Step 1: /brainstorming explores the requirements interactively. It asks what I need, what my preferences are, what edge cases to consider, and produces a design document with a concrete implementation plan. This prevents the “just start coding” trap where you realize halfway through that you missed a requirement.

Step 2: /executing-plans + /test-driven-development executes the plan from a separate session (so it starts fresh with just the plan as context). Combined with the TDD skill, it enforces red-green-refactor: write a failing test first, implement just enough to pass, refactor. The AI won’t skip ahead to implementation without a test.
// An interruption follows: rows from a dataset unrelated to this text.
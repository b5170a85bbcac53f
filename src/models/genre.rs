//! Genre model

use serde::{Deserialize, Serialize};
use sqlx::FromRow;
use utoipa::ToSchema;

use super::Resource;
use crate::views::Linked;

#[derive(Debug, Clone, PartialEq, Serialize, Deserialize, FromRow, ToSchema)]
pub struct Genre {
    pub id: i32,
    pub name: String,
}

impl Resource for Genre {
    fn url(&self) -> String {
        format!("/catalog/genre/{}", self.id)
    }
}

#[derive(Debug, Clone, PartialEq)]
pub struct GenreData {
    pub name: String,
}

/// A genre offered on the book form, with its selection state.
///
/// View-only: never written back to the store.
#[derive(Debug, Clone, Serialize)]
pub struct GenreOption {
    #[serde(flatten)]
    pub genre: Linked<Genre>,
    pub checked: bool,
}

impl GenreOption {
    /// Mark each genre whose identity appears in `selected`.
    ///
    /// Identities are compared as strings so that raw form values and stored
    /// references are matched the same way.
    pub fn mark<S: AsRef<str>>(genres: Vec<Genre>, selected: &[S]) -> Vec<GenreOption> {
        genres
            .into_iter()
            .map(|genre| {
                let id = genre.id.to_string();
                let checked = selected.iter().any(|s| s.as_ref() == id);
                GenreOption {
                    genre: genre.into(),
                    checked,
                }
            })
            .collect()
    }
}

#[cfg(test)]
mod tests {
    use super::*;

    fn genre(id: i32, name: &str) -> Genre {
        Genre { id, name: name.into() }
    }

    #[test]
    fn test_mark_checked_by_identity() {
        let genres = vec![genre(1, "Fantasy"), genre(2, "Science Fiction"), genre(12, "Poetry")];
        let options = GenreOption::mark(genres, &["2", "12"]);
        let checked: Vec<bool> = options.iter().map(|o| o.checked).collect();
        assert_eq!(checked, vec![false, true, true]);
        assert_eq!(options[1].genre.url, "/catalog/genre/2");
    }

    #[test]
    fn test_mark_with_nothing_selected() {
        let options = GenreOption::mark(vec![genre(1, "Fantasy")], &[] as &[String]);
        assert!(!options[0].checked);
    }
}
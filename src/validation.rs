//! Field validation and sanitization for submitted forms
//!
//! Both operations work on an ordered mapping of field name to raw text.
//! A field missing from the mapping is treated as the empty string.

use chrono::NaiveDate;
use indexmap::IndexMap;
use serde::Serialize;
use validator::ValidateLength;

/// Raw form fields, in submission order
pub type Fields = IndexMap<String, String>;

/// A rule applied to one field
#[derive(Debug, Clone, Copy)]
pub enum Rule {
    /// Must contain at least one character
    NotEmpty,
    /// Must contain at least this many characters
    MinLength(u64),
    /// Empty, or a calendar date written `YYYY-MM-DD`
    OptionalDate,
    /// Empty, or a positive integer identity
    Reference,
    /// Must equal one of the listed values
    OneOf(&'static [&'static str]),
}

#[derive(Debug, Clone, Copy)]
pub struct FieldRule {
    pub field: &'static str,
    pub rule: Rule,
    pub message: &'static str,
}

impl FieldRule {
    pub const fn new(field: &'static str, rule: Rule, message: &'static str) -> Self {
        Self { field, rule, message }
    }
}

/// A single field-level validation failure
#[derive(Debug, Clone, PartialEq, Eq, Serialize)]
pub struct FieldError {
    pub param: String,
    pub msg: String,
    pub value: String,
}

impl FieldError {
    pub fn new(param: &str, msg: &str, value: &str) -> Self {
        Self {
            param: param.to_string(),
            msg: msg.to_string(),
            value: value.to_string(),
        }
    }
}

impl Rule {
    fn accepts(&self, value: &str) -> bool {
        match *self {
            Rule::NotEmpty => value.validate_length(Some(1), None, None),
            Rule::MinLength(min) => value.validate_length(Some(min), None, None),
            Rule::OptionalDate => {
                value.is_empty() || NaiveDate::parse_from_str(value, "%Y-%m-%d").is_ok()
            }
            Rule::Reference => value.is_empty() || is_reference(value),
            Rule::OneOf(allowed) => allowed.contains(&value),
        }
    }
}

/// Whether `value` can name a stored record
pub fn is_reference(value: &str) -> bool {
    value.parse::<i32>().map(|id| id > 0).unwrap_or(false)
}

/// Evaluate `rules` in order against `fields`; an empty result means valid
pub fn check(fields: &Fields, rules: &[FieldRule]) -> Vec<FieldError> {
    rules
        .iter()
        .filter_map(|rule| {
            let value = fields.get(rule.field).map(String::as_str).unwrap_or("");
            (!rule.rule.accepts(value)).then(|| FieldError::new(rule.field, rule.message, value))
        })
        .collect()
}

/// Escape markup-significant characters
pub fn escape(value: &str) -> String {
    let mut out = String::with_capacity(value.len());
    for c in value.chars() {
        match c {
            '&' => out.push_str("&amp;"),
            '"' => out.push_str("&quot;"),
            '\'' => out.push_str("&#x27;"),
            '<' => out.push_str("&lt;"),
            '>' => out.push_str("&gt;"),
            '/' => out.push_str("&#x2F;"),
            '\\' => out.push_str("&#x5C;"),
            '`' => out.push_str("&#96;"),
            _ => out.push(c),
        }
    }
    out
}

/// Escape then trim a single value.
///
/// The order matters: stored and re-rendered values were produced this way.
pub fn sanitize_value(value: &str) -> String {
    escape(value).trim().to_string()
}

/// Return a copy of `fields` with each field in `names` escaped then trimmed.
/// Listed fields that are absent are inserted as empty strings.
pub fn sanitize(fields: &Fields, names: &[&str]) -> Fields {
    let mut out = fields.clone();
    for name in names {
        let value = fields.get(*name).map(|v| sanitize_value(v)).unwrap_or_default();
        out.insert(name.to_string(), value);
    }
    out
}
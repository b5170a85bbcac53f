//! Lifecycle controllers for the catalog entities

pub mod aggregate;
pub mod authors;
pub mod book_instances;
pub mod books;
pub mod catalog;
pub mod genres;

use crate::repository::Repository;

/// Result of a page flow: a view to render, or a location to redirect to
#[derive(Debug)]
pub enum Outcome<V> {
    Render(V),
    Redirect(String),
}

impl<V> Outcome<V> {
    pub fn is_redirect(&self) -> bool {
        matches!(self, Outcome::Redirect(_))
    }
}

/// Container for all services
#[derive(Clone)]
pub struct Services {
    pub catalog: catalog::CatalogService,
    pub books: books::BooksService,
    pub authors: authors::AuthorsService,
    pub genres: genres::GenresService,
    pub book_instances: book_instances::BookInstancesService,
}

impl Services {
    /// Create all services with the given repository
    pub fn new(repository: Repository) -> Self {
        Self {
            catalog: catalog::CatalogService::new(repository.clone()),
            books: books::BooksService::new(repository.clone()),
            authors: authors::AuthorsService::new(repository.clone()),
            genres: genres::GenresService::new(repository.clone()),
            book_instances: book_instances::BookInstancesService::new(repository),
        }
    }
}
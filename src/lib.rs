//! Local library catalog server
//!
//! Server-rendered catalog of books, authors, genres and book copies. Every
//! page is produced as a template name plus its data, backed by PostgreSQL.

use std::sync::Arc;

pub mod api;
pub mod config;
pub mod error;
pub mod models;
pub mod repository;
pub mod services;
pub mod validation;
pub mod views;

pub use config::AppConfig;
pub use error::{AppError, AppResult};

/// Application state shared across all handlers
#[derive(Clone)]
pub struct AppState {
    pub config: Arc<AppConfig>,
    pub services: Arc<services::Services>,
}
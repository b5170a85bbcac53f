//! Author lifecycle flows

use chrono::NaiveDate;
use serde::{Deserialize, Serialize};

use super::{aggregate::Aggregate, Outcome};
use crate::{
    error::{parse_id, AppError, AppResult},
    models::{author::AuthorForm, Author, AuthorData, Book, BookFilter, Resource},
    repository::Repository,
    validation::{self, FieldError, FieldRule, Fields, Rule},
    views::{linked, Linked},
};

pub const AUTHOR_LIST_URL: &str = "/catalog/authors";

const AUTHOR_FIELDS: &[&str] = &["first_name", "family_name", "date_of_birth", "date_of_death"];

const AUTHOR_RULES: &[FieldRule] = &[
    FieldRule::new("first_name", Rule::NotEmpty, "First name must be specified."),
    FieldRule::new("family_name", Rule::NotEmpty, "Family name must be specified."),
    FieldRule::new("date_of_birth", Rule::OptionalDate, "Invalid date of birth"),
    FieldRule::new("date_of_death", Rule::OptionalDate, "Invalid date of death"),
];

#[derive(Debug, Clone, Default, Deserialize)]
pub struct AuthorInput {
    #[serde(default)]
    pub first_name: String,
    #[serde(default)]
    pub family_name: String,
    #[serde(default)]
    pub date_of_birth: String,
    #[serde(default)]
    pub date_of_death: String,
}

impl AuthorInput {
    fn fields(&self) -> Fields {
        [
            ("first_name", &self.first_name),
            ("family_name", &self.family_name),
            ("date_of_birth", &self.date_of_birth),
            ("date_of_death", &self.date_of_death),
        ]
        .into_iter()
        .map(|(k, v)| (k.to_string(), v.clone()))
        .collect()
    }
}

#[derive(Debug, Clone, Default, Deserialize)]
pub struct AuthorDeleteInput {
    #[serde(default)]
    pub authorid: String,
}

#[derive(Debug, Serialize)]
pub struct AuthorListView {
    pub author_list: Vec<Linked<Author>>,
}

#[derive(Debug, Serialize)]
pub struct AuthorDetailView {
    pub author: Linked<Author>,
    pub name: String,
    pub lifespan: String,
    pub author_books: Vec<Linked<Book>>,
}

#[derive(Debug, Default, Serialize)]
pub struct AuthorFormView {
    #[serde(skip_serializing_if = "Option::is_none")]
    pub author: Option<AuthorForm>,
    pub errors: Vec<FieldError>,
}

#[derive(Debug, Serialize)]
pub struct AuthorDeleteView {
    pub author: Linked<Author>,
    pub author_books: Vec<Linked<Book>>,
}

fn candidate(id: Option<i32>, input: &AuthorInput) -> (AuthorForm, Vec<FieldError>) {
    let fields = validation::sanitize(&input.fields(), AUTHOR_FIELDS);
    let errors = validation::check(&fields, AUTHOR_RULES);
    let field = |name: &str| fields.get(name).cloned().unwrap_or_default();
    let form = AuthorForm {
        id,
        first_name: field("first_name"),
        family_name: field("family_name"),
        date_of_birth: field("date_of_birth"),
        date_of_death: field("date_of_death"),
    };
    (form, errors)
}

fn optional_date(value: &str) -> AppResult<Option<NaiveDate>> {
    if value.is_empty() {
        return Ok(None);
    }
    NaiveDate::parse_from_str(value, "%Y-%m-%d")
        .map(Some)
        .map_err(|_| AppError::Validation(format!("Invalid date {}", value)))
}

fn author_data(form: &AuthorForm) -> AppResult<AuthorData> {
    Ok(AuthorData {
        first_name: form.first_name.clone(),
        family_name: form.family_name.clone(),
        date_of_birth: optional_date(&form.date_of_birth)?,
        date_of_death: optional_date(&form.date_of_death)?,
    })
}

#[derive(Clone)]
pub struct AuthorsService {
    repository: Repository,
}

impl AuthorsService {
    pub fn new(repository: Repository) -> Self {
        Self { repository }
    }

    pub async fn list(&self) -> AppResult<AuthorListView> {
        let authors = self.repository.authors.find_all().await?;
        Ok(AuthorListView { author_list: linked(authors) })
    }

    /// An author and the books that reference it
    async fn with_books(&self, id: i32) -> AppResult<(Author, Vec<Book>)> {
        let authors = self.repository.authors.clone();
        let books = self.repository.books.clone();

        let mut joined = Aggregate::new()
            .query("author", async move { authors.find_by_id(id).await })
            .query("author_books", async move { books.find_all(BookFilter::by_author(id)).await })
            .run()
            .await?;

        Ok((joined.take("author")?, joined.take("author_books")?))
    }

    pub async fn detail(&self, id: &str) -> AppResult<AuthorDetailView> {
        let (author, books) = self.with_books(parse_id(id, "Author")?).await?;
        Ok(AuthorDetailView {
            name: author.name(),
            lifespan: author.lifespan(),
            author: author.into(),
            author_books: linked(books),
        })
    }

    pub fn create_form(&self) -> AuthorFormView {
        AuthorFormView::default()
    }

    pub async fn create(&self, input: AuthorInput) -> AppResult<Outcome<AuthorFormView>> {
        let (form, errors) = candidate(None, &input);
        if !errors.is_empty() {
            tracing::debug!("Author form rejected with {} error(s)", errors.len());
            return Ok(Outcome::Render(AuthorFormView { author: Some(form), errors }));
        }

        let author = self.repository.authors.save(&author_data(&form)?).await?;
        tracing::info!("Created author id={}", author.id);
        Ok(Outcome::Redirect(author.url()))
    }

    pub async fn delete_form(&self, id: &str) -> AppResult<AuthorDeleteView> {
        let (author, books) = self.with_books(parse_id(id, "Author")?).await?;
        Ok(AuthorDeleteView { author: author.into(), author_books: linked(books) })
    }

    /// Delete an author unless books still reference it
    pub async fn delete(&self, input: AuthorDeleteInput) -> AppResult<Outcome<AuthorDeleteView>> {
        let raw = validation::sanitize_value(&input.authorid);
        if raw.is_empty() {
            return Err(AppError::Validation("Author id must not be empty".to_string()));
        }
        let id = parse_id(&raw, "Author")?;

        let (author, books) = self.with_books(id).await?;
        if !books.is_empty() {
            tracing::debug!("Refusing to delete author id={}: {} books remain", id, books.len());
            return Ok(Outcome::Render(AuthorDeleteView {
                author: author.into(),
                author_books: linked(books),
            }));
        }

        self.repository.authors.delete_by_id(id).await?;
        tracing::info!("Deleted author id={}", id);
        Ok(Outcome::Redirect(AUTHOR_LIST_URL.to_string()))
    }

    pub async fn update_form(&self, id: &str) -> AppResult<AuthorFormView> {
        let id = parse_id(&validation::sanitize_value(id), "Author")?;
        let author = self.repository.authors.find_by_id(id).await?;
        Ok(AuthorFormView { author: Some(AuthorForm::from(&author)), errors: Vec::new() })
    }

    pub async fn update(&self, id: &str, input: AuthorInput) -> AppResult<Outcome<AuthorFormView>> {
        let id = parse_id(&validation::sanitize_value(id), "Author")?;
        let (form, errors) = candidate(Some(id), &input);
        if !errors.is_empty() {
            return Ok(Outcome::Render(AuthorFormView { author: Some(form), errors }));
        }

        let author = self.repository.authors.update_by_id(id, &author_data(&form)?).await?;
        tracing::info!("Updated author id={}", author.id);
        Ok(Outcome::Redirect(author.url()))
    }
}
//! Home page: counts across every entity kind

use serde::Serialize;

use super::aggregate::Aggregate;
use crate::{
    error::AppResult,
    models::{BookFilter, BookInstanceFilter, CopyStatus},
    repository::Repository,
};

/// Record counts shown on the home page
#[derive(Debug, Clone, PartialEq, Eq, Serialize)]
pub struct CatalogCounts {
    pub book_count: i64,
    pub book_instance_count: i64,
    pub book_instance_available_count: i64,
    pub author_count: i64,
    pub genre_count: i64,
}

#[derive(Clone)]
pub struct CatalogService {
    repository: Repository,
}

impl CatalogService {
    pub fn new(repository: Repository) -> Self {
        Self { repository }
    }

    /// Round-trip to the store; fails when the database is unreachable
    pub async fn ping(&self) -> AppResult<()> {
        self.repository.genres.count().await.map(|_| ())
    }

    /// Count every entity kind concurrently
    pub async fn counts(&self) -> AppResult<CatalogCounts> {
        let books = self.repository.books.clone();
        let instances = self.repository.book_instances.clone();
        let available = self.repository.book_instances.clone();
        let authors = self.repository.authors.clone();
        let genres = self.repository.genres.clone();

        let mut joined = Aggregate::new()
            .query("book_count", async move { books.count(BookFilter::default()).await })
            .query("book_instance_count", async move {
                instances.count(BookInstanceFilter::default()).await
            })
            .query("book_instance_available_count", async move {
                available.count(BookInstanceFilter::by_status(CopyStatus::Available)).await
            })
            .query("author_count", async move { authors.count().await })
            .query("genre_count", async move { genres.count().await })
            .run()
            .await?;

        Ok(CatalogCounts {
            book_count: joined.take("book_count")?,
            book_instance_count: joined.take("book_instance_count")?,
            book_instance_available_count: joined.take("book_instance_available_count")?,
            author_count: joined.take("author_count")?,
            genre_count: joined.take("genre_count")?,
        })
    }
}
use crate::error::Error;
use crate::pins::{PinMask, PinReservation};

/// Pins reserved for a bus that is still being brought up.
///
/// Dropping the lease returns the pins to the pool. Call
/// [`commit`](PinLease::commit) once the bus is registered to keep them.
pub(crate) struct PinLease<'a> {
    pins: &'a dyn PinReservation,
    mask: PinMask,
    armed: bool,
}

impl<'a> PinLease<'a> {
    pub(crate) fn acquire(
        pins: &'a dyn PinReservation,
        mask: PinMask,
    ) -> Result<Self, Error> {
        if !pins.reserve_mask(mask) {
            debug!("pins {=u64:#x} already reserved", mask.0);
            return Err(Error::PinInUse);
        }
        Ok(Self { pins, mask, armed: true })
    }

    pub(crate) fn commit(mut self) {
        self.armed = false;
    }
}

impl Drop for PinLease<'_> {
    fn drop(&mut self) {
        if self.armed {
            self.pins.free_mask(self.mask);
        }
    }
}
mod common;

use cbus::icd::{BusError, BusFamily, Command, CommandRecord, DataType, DeviceId, SpiConfig};
use cbus::{BusDriver, CbusConfig, Rejection, SpiLocation, SpiPins, TransceiverError};
use common::{harness, harness_with, SpiRecord};

fn flash(cs: u8) -> SpiConfig {
    let mut config = SpiConfig::new(12, 13, 14, cs);
    config.command_bits = 8;
    config.address_bits = 8;
    config
}

// ---------------------------------------------------------------------------
// Host pool
// ---------------------------------------------------------------------------

#[test]
fn devices_on_one_triple_share_a_host() {
    let mut h = harness();
    assert_eq!(h.registry.spi().free_hosts(), 2);

    let first = h.registry.attach(BusFamily::Spi, &flash(16).into()).unwrap();
    assert_eq!(h.registry.spi().free_hosts(), 1);
    let second = h.registry.attach(BusFamily::Spi, &flash(17).into()).unwrap();
    assert_eq!(h.registry.spi().free_hosts(), 1);

    assert_eq!(h.spi.borrow().opened, 1);
    assert_eq!(
        h.spi.borrow().open,
        vec![(0, SpiPins { miso: 12, mosi: 13, sclk: 14 })]
    );
    let location = SpiLocation { miso_pin: 12, mosi_pin: 13, sclk_pin: 14, cs_pin: 16, host: 0 };
    assert_eq!(first, location.encode());
    assert_eq!(second, SpiLocation { cs_pin: 17, ..location }.encode());
}

#[test]
fn last_detach_releases_the_host() {
    let mut h = harness();
    let first = h.registry.attach(BusFamily::Spi, &flash(16).into()).unwrap();
    let second = h.registry.attach(BusFamily::Spi, &flash(17).into()).unwrap();

    h.registry.detach(first).unwrap();
    assert!(!h.registry.pins().is_reserved(16));
    assert!(h.registry.pins().is_reserved(12));
    assert_eq!(h.registry.spi().bus_count(), 1);

    h.registry.detach(second).unwrap();
    for pin in [12, 13, 14, 17] {
        assert!(!h.registry.pins().is_reserved(pin), "pin {pin} still reserved");
    }
    assert_eq!(h.registry.spi().free_hosts(), 2);
    assert_eq!(h.spi.borrow().closed, 1);
}

#[test]
fn same_chip_select_is_device_exists() {
    let mut h = harness();
    let id = h.registry.attach(BusFamily::Spi, &flash(16).into()).unwrap();

    let rejection = h.registry.attach(BusFamily::Spi, &flash(16).into()).unwrap_err();

    assert_eq!(rejection.error, BusError::DeviceExists);
    assert_eq!(rejection.id, id);
    assert!(h.registry.pins().is_reserved(16));
}

#[test]
fn duplicate_at_device_limit_reports_existing_id() {
    let mut h = harness_with(CbusConfig::new().with_max_devices(1));
    let id = h.registry.attach(BusFamily::Spi, &flash(16).into()).unwrap();

    let result = h.registry.attach(BusFamily::Spi, &flash(16).into());

    assert_eq!(result, Err(Rejection { error: BusError::DeviceExists, id }));
    let other = h.registry.attach(BusFamily::Spi, &flash(17).into());
    assert_eq!(other, Err(Rejection::from(BusError::NoMemory)));
    assert!(!h.registry.pins().is_reserved(17));
}

#[test]
fn taken_pin_fails_before_opening_a_host() {
    let mut h = harness();
    h.registry.attach(BusFamily::Spi, &flash(16).into()).unwrap();

    let result = h.registry.attach(BusFamily::Spi, &SpiConfig::new(20, 21, 22, 13).into());

    assert_eq!(result.map_err(|r| r.error), Err(BusError::PinInUse));
    assert_eq!(h.spi.borrow().opened, 1);
    assert!(!h.registry.pins().is_reserved(20));
    assert_eq!(h.registry.spi().free_hosts(), 1);
}

#[test]
fn exhausted_pool_is_no_more_buses() {
    let mut h = harness();
    h.registry.attach(BusFamily::Spi, &SpiConfig::new(1, 2, 3, 4).into()).unwrap();
    h.registry.attach(BusFamily::Spi, &SpiConfig::new(5, 6, 7, 8).into()).unwrap();

    let result = h.registry.attach(BusFamily::Spi, &SpiConfig::new(9, 10, 11, 15).into());

    assert_eq!(result.map_err(|r| r.error), Err(BusError::NoMoreBuses));
    assert!(!h.registry.pins().is_reserved(9));
    assert_eq!(h.registry.spi().free_hosts(), 0);

    let reuse = h.registry.attach(BusFamily::Spi, &SpiConfig::new(1, 2, 3, 9).into());
    assert!(reuse.is_ok());
}

#[test]
fn chip_select_on_a_bus_pin_is_bad_arguments() {
    let mut h = harness();
    let result = h.registry.attach(BusFamily::Spi, &SpiConfig::new(12, 13, 14, 14).into());
    assert_eq!(result.map_err(|r| r.error), Err(BusError::BadArguments));

    let mut mode = flash(16);
    mode.mode = 4;
    let result = h.registry.attach(BusFamily::Spi, &mode.into());
    assert_eq!(result.map_err(|r| r.error), Err(BusError::BadArguments));
}

// ---------------------------------------------------------------------------
// Transfers
// ---------------------------------------------------------------------------

#[test]
fn short_writes_go_inline() {
    let mut h = harness();
    let id = h.registry.attach(BusFamily::Spi, &flash(16).into()).unwrap();

    let request = CommandRecord::new(Command::Write, BusFamily::Spi, id)
        .with_device_command(0x02)
        .with_register(0x40)
        .with_data(&[1, 2, 3, 4])
        .unwrap();
    assert!(h.registry.handle(&request).is_ok());

    let request = request.with_data(&[1, 2, 3, 4, 5]).unwrap();
    assert!(h.registry.handle(&request).is_ok());

    let state = h.spi.borrow();
    assert_eq!(
        state.transfers,
        vec![
            SpiRecord {
                cs_pin: 16,
                command: 0x02,
                address: 0x40,
                tx: vec![1, 2, 3, 4],
                inline: true,
                rx_len: 0,
            },
            SpiRecord {
                cs_pin: 16,
                command: 0x02,
                address: 0x40,
                tx: vec![1, 2, 3, 4, 5],
                inline: false,
                rx_len: 0,
            },
        ]
    );

    let stats = h.registry.stats(id).unwrap().statistics;
    assert_eq!(stats.framing_correction, 2);
    assert_eq!(stats.bytes_sent, (4 + 2) + (5 + 2));
}

#[test]
fn read_receives_out_len() {
    let mut h = harness();
    let id = h.registry.attach(BusFamily::Spi, &flash(16).into()).unwrap();
    h.spi.borrow_mut().response = vec![0xEF, 0x40];

    let request = CommandRecord::new(Command::Read, BusFamily::Spi, id)
        .with_device_command(0x9F)
        .with_read(0, DataType::U16);
    let reply = h.registry.handle(&request);

    assert_eq!(reply.status, Ok(()));
    assert_eq!(reply.data(), &[0xEF, 0x40]);
    assert_eq!(h.spi.borrow().transfers[0].rx_len, 2);

    let stats = h.registry.stats(id).unwrap().statistics;
    assert_eq!(stats.bytes_sent, 2);
    assert_eq!(stats.bytes_received, 2);
}

#[test]
fn empty_write_is_bad_arguments() {
    let mut h = harness();
    let id = h.registry.attach(BusFamily::Spi, &flash(16).into()).unwrap();

    let reply = h.registry.handle(&CommandRecord::new(Command::Write, BusFamily::Spi, id));

    assert_eq!(reply.status, Err(BusError::BadArguments));
    assert!(h.spi.borrow().transfers.is_empty());
}

#[test]
fn unsupported_commands_are_not_used() {
    let mut h = harness();
    let id = h.registry.attach(BusFamily::Spi, &flash(16).into()).unwrap();

    for command in [Command::Reset, Command::Probe, Command::Scan] {
        let reply = h.registry.handle(&CommandRecord::new(command, BusFamily::Spi, id));
        assert_eq!(reply.status, Err(BusError::NotUsed), "{command:?}");
    }
    let read_write = CommandRecord::new(Command::ReadWrite, BusFamily::Spi, id)
        .with_read(1, DataType::U8);
    assert_eq!(h.registry.handle(&read_write).status, Err(BusError::NotUsed));

    let unattached = CommandRecord::new(Command::Scan, BusFamily::Spi, DeviceId(0x0123));
    assert_eq!(h.registry.handle(&unattached).status, Err(BusError::NotUsed));
}

#[test]
fn transceiver_failures() {
    let mut h = harness();
    let id = h.registry.attach(BusFamily::Spi, &flash(16).into()).unwrap();
    let request = CommandRecord::new(Command::Read, BusFamily::Spi, id).with_read(1, DataType::U8);

    h.spi.borrow_mut().fail = Some(TransceiverError::Timeout);
    assert_eq!(h.registry.handle(&request).status, Err(BusError::Timeout));
    h.spi.borrow_mut().fail = Some(TransceiverError::Other);
    assert_eq!(h.registry.handle(&request).status, Err(BusError::Unknown));

    let stats = h.registry.stats(id).unwrap().statistics;
    assert_eq!((stats.timeouts, stats.other_errors), (1, 1));
}

#[test]
fn info_and_stats_identity() {
    let mut h = harness();
    let id = h.registry.attach(BusFamily::Spi, &flash(16).into()).unwrap();

    let reply = h.registry.handle(&CommandRecord::new(Command::Info, BusFamily::Spi, id));
    assert_eq!(reply.data(), b"CS10 @ spi/p00cl14do13di12");

    assert_eq!(h.registry.stats(id).unwrap().identity, 16);
}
Step 3: /verification-before-completion runs a final check: are all tests passing, does the implementation match the plan, are there loose ends? This catches the “it works on my machine” gaps before they reach the MR.

Step 4-5: /commit + /create-mr handle Git operations. /commit runs the 5-hook pre-commit stack (Biome → Ruff → tsc → mypy → Knip) and auto-fixes formatting issues on failure. /create-mr generates structured MR descriptions from commit history.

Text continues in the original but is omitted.